Un altro scenario, dai contorni ben diversi, si delinea invece quando un agente virale o batterico viene usato come arma vera e propria allo scopo di determinare le sorti del conflitto, quando cioè uno degli schieramenti decide di dare inizio ad una guerra batteriologica.
«Quando si parla di un’epidemia o pandemia generatasi naturalmente, tutti giocano ad armi pari. Nel caso in cui invece una Nazione decida di dare inizio a una epidemia – spiega il Generale – ricorrendo a un agente batteriologico/virale in suo possesso, è chiaro che quello schieramento sarà già vaccinato o, almeno, immune e quindi in possesso di una difesa anticorpale tale essere inattaccabile da quello stesso agente che si è diffuso fra i nemici».
Le armi batteriologiche, ricordiamo, sono vietate come armi di distruzione di massa. Lo stoccaggio e l’uso di armi biologiche è stato vietato dal 1972 dalla Convenzione per le armi biologiche. L’uso clandestino di armi da parte di uno Stato o l’uso da parte di gruppi non nazionali può essere considerato bioterrorismo. Esse però sono studiate in laboratori biologici che si caratterizzano per classi e livelli. «Il laboratorio di livello 4 – spiega il Generale – custodisce agenti virali/batterici in grado di provocare patologie gravi per le quali non si conoscono cura né vaccino. Il laboratorio di livello 3 custodisce agenti virali/batterici in grado di provocare patologie gravi ma per le quali si conoscono cure e vaccini».
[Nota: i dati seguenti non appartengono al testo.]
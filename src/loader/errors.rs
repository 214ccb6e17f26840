//! Load error types
//!
//! Every load error is fatal: the load step aborts and the store keeps its
//! previous contents.

use std::io;

use thiserror::Error;

use crate::store::StoreError;

/// Result type for load operations
pub type LoadResult<T> = Result<T, LoadError>;

/// Errors raised while loading input files into the store
#[derive(Debug, Error)]
pub enum LoadError {
    /// Input directory missing or unreadable
    #[error("Input directory not readable: {path}: {source}")]
    InputDir {
        path: String,
        #[source]
        source: io::Error,
    },

    /// File name does not yield a usable table name
    #[error("Invalid table name '{table}' derived from file '{file}'")]
    InvalidTableName { file: String, table: String },

    /// Malformed file or engine failure while reading it
    #[error("Failed to load '{file}': {source}")]
    Table {
        file: String,
        #[source]
        source: StoreError,
    },

    /// A table the join view depends on was not loaded
    #[error("Required table '{0}' is missing; cannot create transactions_base")]
    MissingTable(String),

    /// View creation failed (e.g. unresolvable join key)
    #[error("Failed to create view transactions_base: {0}")]
    View(#[source] StoreError),

    /// Loader was handed a read-only store
    #[error("Store is read-only; open it read-write to load")]
    ReadOnlyStore,

    /// Other store failure (transaction control)
    #[error(transparent)]
    Store(#[from] StoreError),
}
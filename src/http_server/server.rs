//! # HTTP Server
//!
//! Dashboard server: one router over a shared read-only store.

use std::io;
use std::net::SocketAddr;
use std::sync::Arc;

use axum::Router;
use tokio::net::TcpListener;
use tower_http::cors::{AllowOrigin, Any, CorsLayer};

use crate::observability::{log_event_with_fields, Event};

use super::config::HttpServerConfig;
use super::routes::{dashboard_routes, DashboardState};

/// HTTP server for the leakage dashboard
pub struct HttpServer {
    config: HttpServerConfig,
    router: Router,
}

impl HttpServer {
    /// Create a server over `state` with the given configuration
    pub fn with_config(config: HttpServerConfig, state: DashboardState) -> Self {
        let router = Self::build_router(&config, Arc::new(state));
        Self { config, router }
    }

    fn build_router(config: &HttpServerConfig, state: Arc<DashboardState>) -> Router {
        let cors = if config.cors_origins.is_empty() {
            CorsLayer::new()
                .allow_origin(Any)
                .allow_methods(Any)
                .allow_headers(Any)
        } else {
            let origins: Vec<_> = config
                .cors_origins
                .iter()
                .filter_map(|s| s.parse().ok())
                .collect();

            CorsLayer::new()
                .allow_origin(AllowOrigin::list(origins))
                .allow_methods(Any)
                .allow_headers(Any)
        };

        dashboard_routes(state).layer(cors)
    }

    /// Get the socket address
    pub fn socket_addr(&self) -> String {
        self.config.socket_addr()
    }

    /// Get the router (for testing)
    pub fn router(self) -> Router {
        self.router
    }

    /// Start the HTTP server (async)
    pub async fn start(self) -> Result<(), io::Error> {
        let addr: SocketAddr = self
            .config
            .socket_addr()
            .parse()
            .map_err(|e| io::Error::new(io::ErrorKind::InvalidInput, e))?;

        let listener = TcpListener::bind(addr).await?;
        let bound = listener.local_addr()?.to_string();
        log_event_with_fields(Event::ServerStart, &[("addr", bound.as_str())]);
        println!("Dashboard available at http://{}", bound);

        axum::serve(listener, self.router).await?;

        Ok(())
    }
}

#[cfg(test)]
mod tests {
    use super::*;
    use crate::rules::RuleEngine;
    use crate::store::Store;

    fn state() -> DashboardState {
        DashboardState::new(Store::open_in_memory().unwrap(), RuleEngine::default())
    }

    #[test]
    fn test_server_with_custom_port() {
        let server = HttpServer::with_config(HttpServerConfig::with_port(8080), state());
        assert_eq!(server.socket_addr(), "127.0.0.1:8080");
    }

    #[test]
    fn test_router_builds_with_cors_origins() {
        let config = HttpServerConfig {
            cors_origins: vec!["http://localhost:3000".to_string()],
            ..Default::default()
        };
        let _router = HttpServer::with_config(config, state()).router();
    }

    #[tokio::test]
    async fn test_start_rejects_bad_address() {
        let config = HttpServerConfig {
            host: "not a host".to_string(),
            ..Default::default()
        };
        let err = HttpServer::with_config(config, state()).start().await.unwrap_err();
        assert_eq!(err.kind(), io::ErrorKind::InvalidInput);
    }
}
«Un attacco batteriologico si attua in maniera decisamente banale. Ad esempio, liberando l’agente letale – spiega Barretta – conservato in un contenitore adatto, nell’aria, nell’acqua o a contatto con le polveri, a seconda del tipo di agente. Gliela faccio ancora più semplice: un solo soggetto libera l’agente letale durante una qualsiasi manifestazione affollata, e l’irreparabile accade. L’arma è invisibile, e possono trascorrere anche diversi giorni prima di vederne gli effetti, quando ormai non ci si può più difendere. Lo scenario è distopico – osserva il Generale – e non credo si realizzerà nel breve periodo, ma qualora dovesse accadere, l’unica misura possibile per limitare i danni è cinturare la zona interessata, se circoscritta, per evitare un ulteriore allargamento dell’epidemia. Chi è dentro la zona potrebbe non avere scampo».
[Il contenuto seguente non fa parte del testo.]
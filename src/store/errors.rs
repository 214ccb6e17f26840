//! Store error types
//!
//! Engine errors are surfaced with the engine's own message, untranslated.

use thiserror::Error;

/// Result type for store operations
pub type StoreResult<T> = Result<T, StoreError>;

/// Errors raised by the analytical store
#[derive(Debug, Error)]
pub enum StoreError {
    /// Query engine failure (missing table, bad SQL, malformed file)
    #[error("{0}")]
    Engine(#[from] duckdb::Error),

    /// Read-only open of a store file that was never loaded
    #[error("Store file not found: {0}. Run 'leakscope load' first.")]
    NotFound(String),

    /// Identifier that cannot be used as a table or view name
    #[error("Invalid identifier: '{0}'")]
    InvalidIdentifier(String),

    /// Connection guard poisoned by a panicking request
    #[error("Store connection unavailable")]
    Poisoned,
}

impl StoreError {
    /// Error code string, in the same register as CLI codes
    pub fn code(&self) -> &'static str {
        match self {
            StoreError::Engine(_) => "LEAK_STORE_ENGINE",
            StoreError::NotFound(_) => "LEAK_STORE_NOT_FOUND",
            StoreError::InvalidIdentifier(_) => "LEAK_STORE_INVALID_IDENTIFIER",
            StoreError::Poisoned => "LEAK_STORE_POISONED",
        }
    }
}

#[cfg(test)]
mod tests {
    use super::*;

    #[test]
    fn test_not_found_message() {
        let err = StoreError::NotFound("x.duckdb".to_string());
        assert!(err.to_string().contains("x.duckdb"));
        assert_eq!(err.code(), "LEAK_STORE_NOT_FOUND");
    }

    #[test]
    fn test_invalid_identifier_message() {
        let err = StoreError::InvalidIdentifier("bad name".to_string());
        assert_eq!(err.to_string(), "Invalid identifier: 'bad name'");
    }
}
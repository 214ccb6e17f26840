//! leakscope CLI entry point
//!
//! Parses arguments, dispatches to the CLI module, prints errors to stderr
//! and exits non-zero on failure. All logic lives in `leakscope::cli`.

use leakscope::cli;

fn main() {
    if let Err(e) = cli::run() {
        eprintln!("{}", e);
        std::process::exit(1);
    }
}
«A parte la disponibilità o meno dell’agente patogeno adatto nessuna delle due Nazioni si vorrebbe manifestare al mondo come Nazione bioterrorista, usare armi vietate classificate come arma di distruzione di massa, a meno di non far ricadere la colpa sull’altro. Inoltre, non credo sia ipotizzabile una degenerazione in questo senso – sostiene il Generale Barretta – anche a causa delle connessioni che, nonostante tutto, esistono tra le due nazioni in guerra, che si distinguono per profondi legami anche parentali».
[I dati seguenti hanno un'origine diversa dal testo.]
//! Server-rendered dashboard page
//!
//! A single HTML document: filter form, KPI tiles, one panel per rule and
//! the three charts as inline SVG. No scripts.

use std::fmt::Write as _;

use crate::report::svg::{bar_chart, escape_xml, line_chart};
use crate::report::{format_count, format_currency, DashboardData, DashboardFilters, FindingStatus, FindingView};
use crate::store::cell_text;

/// Rows rendered per rule panel; the CSV export always has all of them
const MAX_PANEL_ROWS: usize = 200;

const STYLE: &str = "body{font-family:system-ui,sans-serif;margin:0 auto;max-width:1100px;padding:16px;color:#111827}
h1{margin-bottom:4px}
.kpis{display:flex;gap:16px;margin:16px 0}
.kpi{flex:1;border:1px solid #e5e7eb;border-radius:8px;padding:12px}
.kpi .label{color:#6b7280;font-size:13px}
.kpi .value{font-size:26px;font-weight:600}
.panel{border:1px solid #e5e7eb;border-radius:8px;padding:12px;margin:12px 0}
.panel.fail{border-color:#f59e0b}
.panel.error{border-color:#dc2626}
.scroll{max-height:320px;overflow:auto}
table{border-collapse:collapse;font-size:13px}
th,td{border-bottom:1px solid #e5e7eb;padding:4px 8px;text-align:left}
form{display:flex;gap:12px;flex-wrap:wrap;align-items:end}
form label{display:flex;flex-direction:column;font-size:13px}
.muted{color:#6b7280}";

/// Renders the full dashboard document
pub fn render_dashboard(data: &DashboardData, filters: &DashboardFilters) -> String {
    let mut html = String::with_capacity(64 * 1024);
    html.push_str("<!DOCTYPE html><html lang=\"en\"><head><meta charset=\"utf-8\">");
    html.push_str("<title>Revenue Leakage Dashboard</title>");
    let _ = write!(html, "<style>{STYLE}</style></head><body>");
    html.push_str("<h1>Revenue Leakage Dashboard</h1>");
    html.push_str("<p class=\"muted\">Audit of pricing, order, inventory and delivery data.</p>");

    render_filters(&mut html, filters);
    render_kpis(&mut html, data);

    html.push_str("<h2>Leakage Findings</h2>");
    for finding in &data.findings {
        render_finding(&mut html, finding);
    }

    html.push_str("<h2>Charts</h2>");
    html.push_str(&line_chart("Sales Over Time", &data.charts.sales_over_time));
    html.push_str(&bar_chart("Sales by Category", &data.charts.category_sales));
    html.push_str(&bar_chart("Sales by Brand", &data.charts.brand_sales));

    html.push_str("</body></html>");
    html
}

fn render_filters(html: &mut String, filters: &DashboardFilters) {
    html.push_str("<form method=\"get\" action=\"/\">");
    for (name, label, kind) in [
        ("start", "Start date", "date"),
        ("end", "End date", "date"),
        ("category", "Category contains", "text"),
        ("brand", "Brand contains", "text"),
    ] {
        let _ = write!(
            html,
            "<label>{label}<input type=\"{kind}\" name=\"{name}\" value=\"{}\"></label>",
            escape_xml(filters.field(name))
        );
    }
    html.push_str("<button type=\"submit\">Apply</button><a href=\"/\">Reset</a></form>");
}

fn render_kpis(html: &mut String, data: &DashboardData) {
    let avg = data
        .kpis
        .avg_order_value
        .map(format_currency)
        .unwrap_or_else(|| "n/a".to_string());

    html.push_str("<div class=\"kpis\">");
    for (label, value) in [
        ("Total Orders", format_count(data.kpis.total_orders)),
        ("Total Sales", format_currency(data.kpis.total_sales)),
        ("Avg Order Value", avg),
    ] {
        let _ = write!(
            html,
            "<div class=\"kpi\"><div class=\"label\">{label}</div><div class=\"value\">{}</div></div>",
            escape_xml(&value)
        );
    }
    html.push_str("</div>");
}

fn render_finding(html: &mut String, finding: &FindingView) {
    let _ = write!(
        html,
        "<section class=\"panel {}\" id=\"{}\"><h3>{}</h3><p class=\"muted\">{}</p>",
        finding.status.as_str(),
        escape_xml(&finding.rule),
        escape_xml(&finding.title),
        escape_xml(&finding.description)
    );

    match finding.status {
        FindingStatus::Pass => html.push_str("<p>✅ No issues found</p>"),
        FindingStatus::Error => {
            let _ = write!(
                html,
                "<p>❌ Rule could not run: <code>{}</code></p>",
                escape_xml(finding.error.as_deref().unwrap_or(""))
            );
        }
        FindingStatus::Fail => {
            let _ = write!(
                html,
                "<p>⚠️ {} issues found. <a href=\"/api/findings/{}/export\" download>Download CSV</a></p>",
                format_count(finding.issue_count as u64),
                escape_xml(&finding.rule)
            );
            render_table(html, finding);
        }
    }

    html.push_str("</section>");
}

fn render_table(html: &mut String, finding: &FindingView) {
    html.push_str("<div class=\"scroll\"><table><thead><tr>");
    for column in &finding.columns {
        let _ = write!(html, "<th>{}</th>", escape_xml(column));
    }
    html.push_str("</tr></thead><tbody>");

    for row in finding.rows.iter().take(MAX_PANEL_ROWS) {
        html.push_str("<tr>");
        for cell in row {
            let _ = write!(html, "<td>{}</td>", escape_xml(&cell_text(cell)));
        }
        html.push_str("</tr>");
    }
    html.push_str("</tbody></table></div>");

    if finding.rows.len() > MAX_PANEL_ROWS {
        let _ = write!(
            html,
            "<p class=\"muted\">Showing first {MAX_PANEL_ROWS} of {} rows.</p>",
            finding.rows.len()
        );
    }
}
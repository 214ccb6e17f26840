//! Dashboard HTTP Routes
//!
//! HTML page, KPIs, rule findings with CSV export, and chart series.
//! Every request re-runs its queries against the shared read-only store.

use std::sync::{Arc, Mutex};

use axum::{
    extract::{Path, Query, State},
    http::header,
    response::{Html, IntoResponse},
    routing::get,
    Json, Router,
};
use serde::Serialize;

use crate::report::{
    encode_csv, filter_groups, sales_by, sales_over_time, DashboardData, DashboardFilters,
    FindingView, GroupBy, GroupTotal, Kpis, SalesPoint, CSV_CONTENT_TYPE,
};
use crate::rules::{FailurePolicy, RuleEngine, RuleError, RuleFinding, RuleOutcome};
use crate::store::{Store, StoreError};

use super::errors::{HttpError, HttpResult};
use super::page::render_dashboard;

// ==================
// Shared State
// ==================

/// Store and rule engine shared across handlers
pub struct DashboardState {
    store: Mutex<Store>,
    engine: RuleEngine,
}

impl DashboardState {
    pub fn new(store: Store, engine: RuleEngine) -> Self {
        Self {
            store: Mutex::new(store),
            engine,
        }
    }

    pub fn engine(&self) -> &RuleEngine {
        &self.engine
    }

    /// Runs `f` with the store locked. The guard never outlives `f`.
    fn with_store<T>(&self, f: impl FnOnce(&Store) -> HttpResult<T>) -> HttpResult<T> {
        let store = self.store.lock().map_err(|_| StoreError::Poisoned)?;
        f(&store)
    }
}

// ==================
// Response Types
// ==================

/// Health check response
#[derive(Debug, Serialize)]
pub struct HealthResponse {
    pub status: String,
    pub version: String,
}

// ==================
// Router
// ==================

/// Create dashboard routes
pub fn dashboard_routes(state: Arc<DashboardState>) -> Router {
    Router::new()
        .route("/", get(dashboard_handler))
        .route("/health", get(health_handler))
        .route("/api/kpis", get(kpis_handler))
        .route("/api/findings", get(findings_handler))
        .route("/api/findings/:rule", get(finding_handler))
        .route("/api/findings/:rule/export", get(export_handler))
        .route("/api/charts/sales", get(sales_chart_handler))
        .route("/api/charts/categories", get(category_chart_handler))
        .route("/api/charts/brands", get(brand_chart_handler))
        .with_state(state)
}

// ==================
// Handlers
// ==================

async fn dashboard_handler(
    State(state): State<Arc<DashboardState>>,
    Query(filters): Query<DashboardFilters>,
) -> HttpResult<Html<String>> {
    let data = state.with_store(|store| {
        Ok(DashboardData::compute(store, &state.engine, &filters)?)
    })?;
    Ok(Html(render_dashboard(&data, &filters)))
}

async fn health_handler() -> Json<HealthResponse> {
    Json(HealthResponse {
        status: "ok".to_string(),
        version: env!("CARGO_PKG_VERSION").to_string(),
    })
}

async fn kpis_handler(State(state): State<Arc<DashboardState>>) -> HttpResult<Json<Kpis>> {
    let kpis = state.with_store(|store| Ok(Kpis::compute(store)?))?;
    Ok(Json(kpis))
}

async fn findings_handler(
    State(state): State<Arc<DashboardState>>,
) -> HttpResult<Json<Vec<FindingView>>> {
    let report = state.with_store(|store| Ok(state.engine.run(store)?))?;
    Ok(Json(report.iter().map(FindingView::from).collect()))
}

async fn finding_handler(
    State(state): State<Arc<DashboardState>>,
    Path(rule): Path<String>,
) -> HttpResult<Json<FindingView>> {
    let finding = state.with_store(|store| single_finding(store, &state.engine, &rule))?;
    Ok(Json(FindingView::from(&finding)))
}

async fn export_handler(
    State(state): State<Arc<DashboardState>>,
    Path(rule): Path<String>,
) -> HttpResult<impl IntoResponse> {
    let (file_name, body) = state.with_store(|store| {
        let found = state
            .engine
            .find(&rule)
            .ok_or_else(|| HttpError::UnknownRule(rule.clone()))?;
        let table = state.engine.run_rule(store, &rule)?;
        Ok((found.export_file_name(), encode_csv(&table)?))
    })?;

    let headers = [
        (header::CONTENT_TYPE, CSV_CONTENT_TYPE.to_string()),
        (
            header::CONTENT_DISPOSITION,
            format!("attachment; filename=\"{}\"", file_name),
        ),
    ];
    Ok((headers, body))
}

async fn sales_chart_handler(
    State(state): State<Arc<DashboardState>>,
    Query(filters): Query<DashboardFilters>,
) -> HttpResult<Json<Vec<SalesPoint>>> {
    let range = filters.date_range()?;
    let points = state.with_store(|store| Ok(sales_over_time(store, &range)?))?;
    Ok(Json(points))
}

async fn category_chart_handler(
    State(state): State<Arc<DashboardState>>,
    Query(filters): Query<DashboardFilters>,
) -> HttpResult<Json<Vec<GroupTotal>>> {
    let groups = state.with_store(|store| Ok(sales_by(store, GroupBy::Category)?))?;
    Ok(Json(filter_groups(groups, filters.category_needle())))
}

async fn brand_chart_handler(
    State(state): State<Arc<DashboardState>>,
    Query(filters): Query<DashboardFilters>,
) -> HttpResult<Json<Vec<GroupTotal>>> {
    let groups = state.with_store(|store| Ok(sales_by(store, GroupBy::Brand)?))?;
    Ok(Json(filter_groups(groups, filters.brand_needle())))
}

/// One rule's outcome, honoring the engine's failure policy
fn single_finding(store: &Store, engine: &RuleEngine, name: &str) -> HttpResult<RuleFinding> {
    let rule = *engine
        .find(name)
        .ok_or_else(|| HttpError::UnknownRule(name.to_string()))?;

    let outcome = match engine.run_rule(store, name) {
        Ok(table) => RuleOutcome::Findings(table),
        Err(RuleError::Failed { source, .. }) if engine.policy() == FailurePolicy::Isolate => {
            RuleOutcome::Failed(source.to_string())
        }
        Err(err) => return Err(err.into()),
    };

    Ok(RuleFinding { rule, outcome })
}

#[cfg(test)]
mod tests {
    use super::*;

    #[test]
    fn test_health_response_serialization() {
        let response = HealthResponse {
            status: "ok".to_string(),
            version: "0.1.0".to_string(),
        };

        let json = serde_json::to_string(&response).unwrap();
        assert!(json.contains("ok"));
    }

    #[test]
    fn test_single_finding_unknown_rule() {
        let store = Store::open_in_memory().unwrap();
        let err = single_finding(&store, &RuleEngine::default(), "price_gouging").unwrap_err();
        assert!(matches!(err, HttpError::UnknownRule(_)));
    }

    #[test]
    fn test_single_finding_isolates_failure() {
        let store = Store::open_in_memory().unwrap();
        let finding =
            single_finding(&store, &RuleEngine::default(), "invalid_order_totals").unwrap();
        assert!(finding.outcome.is_failed());

        let strict = RuleEngine::new(FailurePolicy::FailFast);
        let err = single_finding(&store, &strict, "invalid_order_totals").unwrap_err();
        assert!(matches!(err, HttpError::RuleFailed(_)));
    }
}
Due scenari spaventosi, con una differenza sostanziale che rende il secondo anche più pericoloso del primo. «Un attacco batteriologico consente alla parte attaccante di conservare un enorme vantaggio – spiega ancora Barretta – cioè sterminare l’avversario senza proprie perdite, mantenendo perfettamente intatte tutte le infrastrutture nemiche, a differenza di una guerra combattuta con armi convenzionali. E soprattutto a differenza di un’eventuale guerra nucleare – conclude – a seguito della quale, se anche ci fosse un vincitore (ma non ci sarà), questi non dominerebbe su altro che non sia uno sconfinato deserto radioattivo».